Shubhangi Gawde Gurkhe

M.E. Student Computer Engineering dept.

A.R.M.I..E.T.

Shahapur, Thane, India

Vipul Dalal
Comp. Engg. Dept.
V. I. T. Mumbai

Ankit Sanghavi

professor

computer engg dept A.R.M.I..E.T Shahapur

AbstractDistributed computing environment utilizes the computing power of all the resources connected on the distributed cluster network which results in to efficient, fault tolerant, flexible working environment to process massive data. This paper focused on Use of Pig Latin language which provides ease of programming to develop Apriori algorithm on distributed cluster environment.

KeywordsCluster, Data node, Name node, Pig Latin, Pig Engine ,Foreach, Filter, Group, Order By, Distinct, Join.

  1. INTRODUCTION

    In the era of digitalization the use of internet is irresistible. Everyone is accessing internet for completing their day to day activities such as communication, online shopping, social media accessing, web searches, different software applications, gaming, internet of Things, internet as service

    ,sensor networks etc. As a result large amount of information from online sources, business, online transactions are generating which is very much useful if it is properly processed, analyzed and collected in terms of data sets. This motivates the development of Distributed computing system using Apache Hadoop platform.

    Hadoop platform has grab the attention of almost all data processing industries as well as academics, research area. due to its features such as open source, scalability, reliable, distributed computing and fault tolerant.
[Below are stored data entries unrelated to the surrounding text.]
//! Web server setup and startup.
//!
//! [`WebServer`] composes the Axum router, registers all routes, and starts
//! the HTTP listener.

use std::sync::Arc;

use axum::Router;
use axum::http::Method;
use axum::routing::{delete, get, post, put};
use tower_http::cors::{Any, CorsLayer};
use tower_http::trace::TraceLayer;

use crate::api;
use crate::state::AppState;
use crate::ws;

/// The Converse web server.
pub struct WebServer {
    state: Arc<AppState>,
}

impl WebServer {
    pub fn new(state: AppState) -> Self {
        Self {
            state: Arc::new(state),
        }
    }

    /// Return the `host:port` string this server will bind to.
    pub fn addr(&self) -> String {
        let server = &self.state.config.server;
        format!("{}:{}", server.bind, server.port)
    }

    /// Build the Axum router with all routes registered.
    pub fn router(&self) -> Router {
        let cors = CorsLayer::new()
            .allow_origin(Any)
            .allow_methods([Method::GET, Method::POST, Method::PUT, Method::DELETE])
            .allow_headers(Any);

        Router::new()
            .route("/api/health", get(api::health))
            .route("/api/status", get(api::status))
            .route("/api/chat", post(api::chat))
            // Conversation history and trash.
            .route("/api/history", get(api::list_history))
            .route("/api/history/{id}", get(api::get_history).delete(api::delete_history))
            .route("/api/trash", get(api::list_trash))
            .route("/api/trash/empty", delete(api::empty_trash))
            .route("/api/trash/purge-expired", post(api::purge_expired))
            .route("/api/trash/{id}", delete(api::purge_trash))
            .route("/api/trash/{id}/restore", post(api::restore_trash))
            // Memory records and facts.
            .route("/api/memory", get(api::list_memory))
            .route("/api/memory/search", get(api::search_memory))
            .route("/api/memory/{id}", delete(api::delete_memory))
            .route("/api/memory/{id}/restore", post(api::restore_memory))
            .route("/api/facts", get(api::list_facts))
            .route("/api/facts/{key}", put(api::put_fact).delete(api::delete_fact))
            // Tools and session preferences.
            .route("/api/tools", get(api::tools))
            .route("/api/sessions/{id}/provider", put(api::set_session_provider))
            // WebSocket.
            .route("/ws/chat", get(ws::ws_handler))
            .layer(TraceLayer::new_for_http())
            .layer(cors)
            .with_state(Arc::clone(&self.state))
    }

    /// Start the server and run until `shutdown` resolves.
    ///
    /// # Errors
    ///
    /// Returns an error if the TCP listener cannot be bound.
    pub async fn start(
        self,
        shutdown: impl Future<Output = ()> + Send + 'static,
    ) -> std::io::Result<()> {
        let addr = self.addr();
        let router = self.router();

        tracing::info!(addr = %addr, "starting web server");

        let listener = tokio::net::TcpListener::bind(&addr).await?;
        axum::serve(listener, router)
            .with_graceful_shutdown(shutdown)
            .await?;

        tracing::info!("web server stopped");
        Ok(())
    }
}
On the Hadoop platform usually coding is done in java programming language which is procedural language. Whereas every developer is not familiar with java programming to solve this issue Pig Latin high level programming language was invented. It serves those users who are familiar with SQL. It is a high level platform which provides execution framework for parallel computation based on Hadoop. It automatically generates Map-Reduce programs.

    Rest of the paper covers sections as follows II) frequent Itemset Mining III) introduction to Pig Latin IV) system architecture , hardware & software requirement V) implementationVI) Performance analysis VII) Summary.

  2. FREQUENT ITEMSET MINING

    A collection of one or more items is called as itemset. eg.{milk, bread, tea powder etc.}. Frequent itemset is nothing but An itemset whose support is greater than or equal to a minsup threshold. According to the association rule mining

    an itemset is frequent, then all of its subset must also be frequent. one of the important step in the data mining is association mining which was first invented by the Agrawal[1].it involves basically two steps.

    1. Find out frequent itemset which can fulfill the minimum support criteria of user specified minimum support.[1]
    2. Generate the rule by applying the user define minimum confidence and frequent itemset[1].

      There are so many algorithms are there to generate association rule-

      • Apriori
      • FP-Growth algorithm
      • Eclat algorithm etc.

        These are some famous algorithms for association mining.

        This traditional algorithm gives the best performance when size of database is small but in case of massive data processing it needs repeated database scans which causes to detoriation in their performance. As we see the use of internet generates lots of information and it is exploding. While handling such massive data traditional algorithm are giving poor response. To handle such Big data task distributed working environment is implemented in this paper. Hadoop Map reduce framework is initially preferred but due to its coding complexity the Apache Pig Latin coded approach is suggested in this paper.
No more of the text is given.